§ **Your objective**
Nothing but the lines holding the string "when" should appear in the answer. Copy them from the entries.

§ **Stored data entries**
┌────────

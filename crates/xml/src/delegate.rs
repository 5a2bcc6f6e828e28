//! Delegate strategies writing one member value each.
//!
//! Selection precedence when several could apply: attribute, then raw
//! fragment, then the value's own shape (sequence, object, scalar). The
//! dispatch is a single exhaustive match so the precedence lives in exactly
//! one place.

use std::borrow::Cow;

use tracing::trace;

use tagwright_reflect::{Reflect, Value};

use crate::directive::{Directive, TagName};
use crate::error::{Result, XmlError};
use crate::serializer::XmlSerializer;
use crate::utils;
use crate::writer::XmlWrite;

/// The serialization strategy chosen for one member value.
#[derive(Clone, Copy, Debug, PartialEq, Eq)]
pub enum Delegate {
    Attribute,
    Fragment,
    Iterator,
    Element,
    Object,
}

impl Delegate {
    /// Selects the delegate for a directive/value pair.
    pub fn select(directive: &Directive, value: &Value) -> Delegate {
        if directive.attribute {
            Delegate::Attribute
        } else if directive.raw_fragment {
            Delegate::Fragment
        } else {
            match value {
                Value::List(_) => Delegate::Iterator,
                Value::Object(_) => Delegate::Object,
                _ => Delegate::Element,
            }
        }
    }

    /// Writes the value through this strategy.
    pub fn serialize(
        self,
        value: &Value,
        directive: &Directive,
        facade: &XmlSerializer,
        writer: &mut dyn XmlWrite,
    ) -> Result<()> {
        trace!(member = %directive.member_name, delegate = ?self, "Writing member");
        match self {
            Delegate::Attribute => write_attribute_value(value, directive, writer),
            Delegate::Fragment => write_fragment_value(value, directive, writer),
            Delegate::Iterator => match value {
                Value::List(items) => write_sequence(items, directive, facade, writer),
                other => Err(unsupported(directive, other, "a sequence")),
            },
            Delegate::Element => write_scalar_element(value, directive, writer),
            Delegate::Object => match value {
                Value::Object(object) => write_object_value(object.as_ref(), directive, facade, writer),
                other => Err(unsupported(directive, other, "an object")),
            },
        }
    }
}

fn unsupported(directive: &Directive, value: &Value, expected: &str) -> XmlError {
    XmlError::UnsupportedValue {
        member: directive.member_name.clone(),
        reason: format!("expected {expected}, found {value:?}"),
    }
}

fn attribute_name(directive: &Directive) -> &str {
    directive.tag.as_named().unwrap_or(&directive.member_name)
}

fn write_attribute_value(
    value: &Value,
    directive: &Directive,
    writer: &mut dyn XmlWrite,
) -> Result<()> {
    let name = attribute_name(directive);

    // Booleans are literal and unconditional; skipEmpty never applies.
    if let Value::Bool(b) = value {
        return writer.write_attribute(name, utils::bool_to_string(*b));
    }

    let Some(text) = value.scalar_text() else {
        return Err(XmlError::UnsupportedValue {
            member: directive.member_name.clone(),
            reason: "only scalar values can be placed in an attribute".to_string(),
        });
    };
    if text.is_empty() && directive.skip_empty {
        return Ok(());
    }
    writer.write_attribute(name, &text)
}

fn write_scalar_element(
    value: &Value,
    directive: &Directive,
    writer: &mut dyn XmlWrite,
) -> Result<()> {
    let TagName::Named(name) = &directive.tag else {
        return Err(XmlError::InvalidDirective {
            member: directive.member_name.clone(),
            reason: "a suppressed tag requires attribute or fragment placement".to_string(),
        });
    };

    if let Value::Bool(b) = value {
        return writer.write_element(name, &[], utils::bool_to_string(*b));
    }

    let Some(text) = value.scalar_text() else {
        return Err(XmlError::UnsupportedValue {
            member: directive.member_name.clone(),
            reason: "element content must be scalar".to_string(),
        });
    };
    if text.is_empty() && directive.skip_empty {
        return Ok(());
    }
    writer.write_element(name, &[], &text)
}

fn write_fragment_value(
    value: &Value,
    directive: &Directive,
    writer: &mut dyn XmlWrite,
) -> Result<()> {
    let Some(text) = value.scalar_text() else {
        return Err(XmlError::UnsupportedValue {
            member: directive.member_name.clone(),
            reason: "only text values can be inlined as XML fragments".to_string(),
        });
    };

    if text.is_empty() {
        if directive.skip_empty {
            return Ok(());
        }
        return Err(XmlError::InvalidFragment {
            member: directive.member_name.clone(),
            reason: "fragment is empty".to_string(),
        });
    }

    if let Err(reason) = utils::check_fragment(&text) {
        return Err(XmlError::InvalidFragment {
            member: directive.member_name.clone(),
            reason,
        });
    }

    match &directive.tag {
        TagName::Named(name) => {
            writer.write_start_element(name)?;
            writer.write_xml_fragment(&text)?;
            writer.write_end_element()
        }
        TagName::Suppressed => writer.write_xml_fragment(&text),
    }
}

fn write_sequence(
    items: &[Value],
    directive: &Directive,
    facade: &XmlSerializer,
    writer: &mut dyn XmlWrite,
) -> Result<()> {
    // Null entries never produce an item element.
    let live: Vec<&Value> = items.iter().filter(|v| !matches!(v, Value::Null)).collect();

    if live.is_empty() {
        if directive.skip_empty {
            return Ok(());
        }
        if let Some(name) = directive.tag.as_named() {
            return writer.write_element(name, &[], "");
        }
        return Ok(());
    }

    let wrapped = directive.tag.as_named().is_some();
    if let Some(name) = directive.tag.as_named() {
        writer.write_start_element(name)?;
    }

    for item in live {
        match item {
            Value::Object(object) => {
                facade.serialize_object(object.as_ref(), Some(&directive.item_tag), writer)?;
            }
            Value::List(inner) => {
                let nested = Directive {
                    member_name: directive.member_name.clone(),
                    tag: TagName::Named(directive.item_tag.clone()),
                    attribute: false,
                    skip_empty: false,
                    raw_fragment: false,
                    item_tag: directive.item_tag.clone(),
                };
                write_sequence(inner, &nested, facade, writer)?;
            }
            Value::Bool(b) => {
                writer.write_element(&directive.item_tag, &[], utils::bool_to_string(*b))?;
            }
            scalar => {
                let text = scalar.scalar_text().unwrap_or(Cow::Borrowed(""));
                writer.write_element(&directive.item_tag, &[], &text)?;
            }
        }
    }

    if wrapped {
        writer.write_end_element()?;
    }
    Ok(())
}

fn write_object_value(
    object: &dyn Reflect,
    directive: &Directive,
    facade: &XmlSerializer,
    writer: &mut dyn XmlWrite,
) -> Result<()> {
    let TagName::Named(name) = &directive.tag else {
        return Err(XmlError::InvalidDirective {
            member: directive.member_name.clone(),
            reason: "a suppressed tag cannot wrap a nested object".to_string(),
        });
    };
    facade.serialize_object(object, Some(name), writer)
}
//! Re-export of foundational types from `kandil-types`.
// Consolidated re-exports so downstream crates can depend on `kandil-core` only

pub use kandil_types::{CATALOGED_WINDOWS, ChartKind, Company, OhlcvBar, RangeLabels, range_labels};

pub use rust_decimal::Decimal;
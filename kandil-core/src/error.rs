use thiserror::Error;

/// Unified error type for the kandil workspace.
///
/// The analytics surface is deliberately hard to fail: short histories and
/// zero baselines are defined fallbacks on [`crate::SummaryMetrics`], and an
/// empty projection input yields an explicit no-data result. Only conditions
/// with no meaningful output at all are errors.
#[derive(Debug, Clone, PartialEq, Eq, Error)]
pub enum KandilError {
    /// A computation that needs at least one bar received none.
    ///
    /// "Earliest" and "latest" are undefined on an empty window, so the
    /// summary metrics cannot be produced, even as fallbacks.
    #[error("empty series: summary metrics need at least one bar")]
    EmptySeries,

    /// Issues with the provided data (missing fixture, malformed bar, etc.).
    #[error("data issue: {0}")]
    Data(String),
}

impl KandilError {
    /// Helper: build a `Data` error from any message.
    pub fn data(msg: impl Into<String>) -> Self {
        Self::Data(msg.into())
    }
}
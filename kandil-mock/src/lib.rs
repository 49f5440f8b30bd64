//! Deterministic sample data for Kandil tests and demos.
//!
//! Provides the sample company catalog, small fixed history fixtures, and a
//! seeded random-walk generator, so every consumer sees the same data on
//! every run with no network in sight.

use kandil_core::{Company, KandilError, OhlcvBar};

mod fixtures;
mod walk;

pub use walk::generate_history;

/// The sample company catalog, with stable ids.
#[must_use]
pub fn companies() -> Vec<Company> {
    fixtures::companies::all()
}

/// Fixed fixture history for a symbol, when one exists.
///
/// Fixtures are small hand-written series meant for exact-value assertions;
/// use [`generate_history`] when a window-sized series is needed.
#[must_use]
pub fn fixture_history(symbol: &str) -> Option<Vec<OhlcvBar>> {
    fixtures::history::by_symbol(symbol)
}

/// History for a symbol and window: the fixed fixture when one exists,
/// otherwise a generated walk.
///
/// Mirrors the fixture-first shape of a live-data-then-fallback feed,
/// minus the network.
///
/// # Errors
/// Returns [`KandilError::Data`] if the generated walk produced a
/// non-finite price, which indicates a bug in the generator parameters.
pub fn history(symbol: &str, days: u32) -> Result<Vec<OhlcvBar>, KandilError> {
    match fixtures::history::by_symbol(symbol) {
        Some(bars) => Ok(bars),
        None => generate_history(symbol, days),
    }
}
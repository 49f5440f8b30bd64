pub mod companies;
pub mod history;
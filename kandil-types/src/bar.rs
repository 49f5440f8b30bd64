//! The daily OHLCV bar, the unit of every Kandil series.

use chrono::NaiveDate;
use rust_decimal::Decimal;
use serde::{Deserialize, Serialize};

/// One trading day of price and volume activity for a single instrument.
///
/// Prices are currency amounts carried as [`Decimal`] so 2-decimal values
/// survive round-trips exactly; `Decimal` also rules out NaN and infinity,
/// which the downstream analytics rely on. A well-formed bar satisfies
/// `low <= {open, close} <= high`, but the core does not enforce this.
#[derive(Debug, Clone, PartialEq, Eq, Serialize, Deserialize)]
pub struct OhlcvBar {
    /// Calendar date of the bar. No time-of-day semantics.
    pub date: NaiveDate,
    /// Opening price.
    pub open: Decimal,
    /// Highest traded price of the day.
    pub high: Decimal,
    /// Lowest traded price of the day.
    pub low: Decimal,
    /// Closing price.
    pub close: Decimal,
    /// Shares traded.
    pub volume: u64,
}

impl OhlcvBar {
    /// Build a bar from its parts.
    #[must_use]
    pub const fn new(
        date: NaiveDate,
        open: Decimal,
        high: Decimal,
        low: Decimal,
        close: Decimal,
        volume: u64,
    ) -> Self {
        Self {
            date,
            open,
            high,
            low,
            close,
            volume,
        }
    }
}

└────────

§ **Reply**
//! Selection precedence when several could apply: attribute, then raw
/// Fixed fixture history for a symbol, when one exists.
/// use [`generate_history`] when a window-sized series is needed.
/// History for a symbol and window: the fixed fixture when one exists,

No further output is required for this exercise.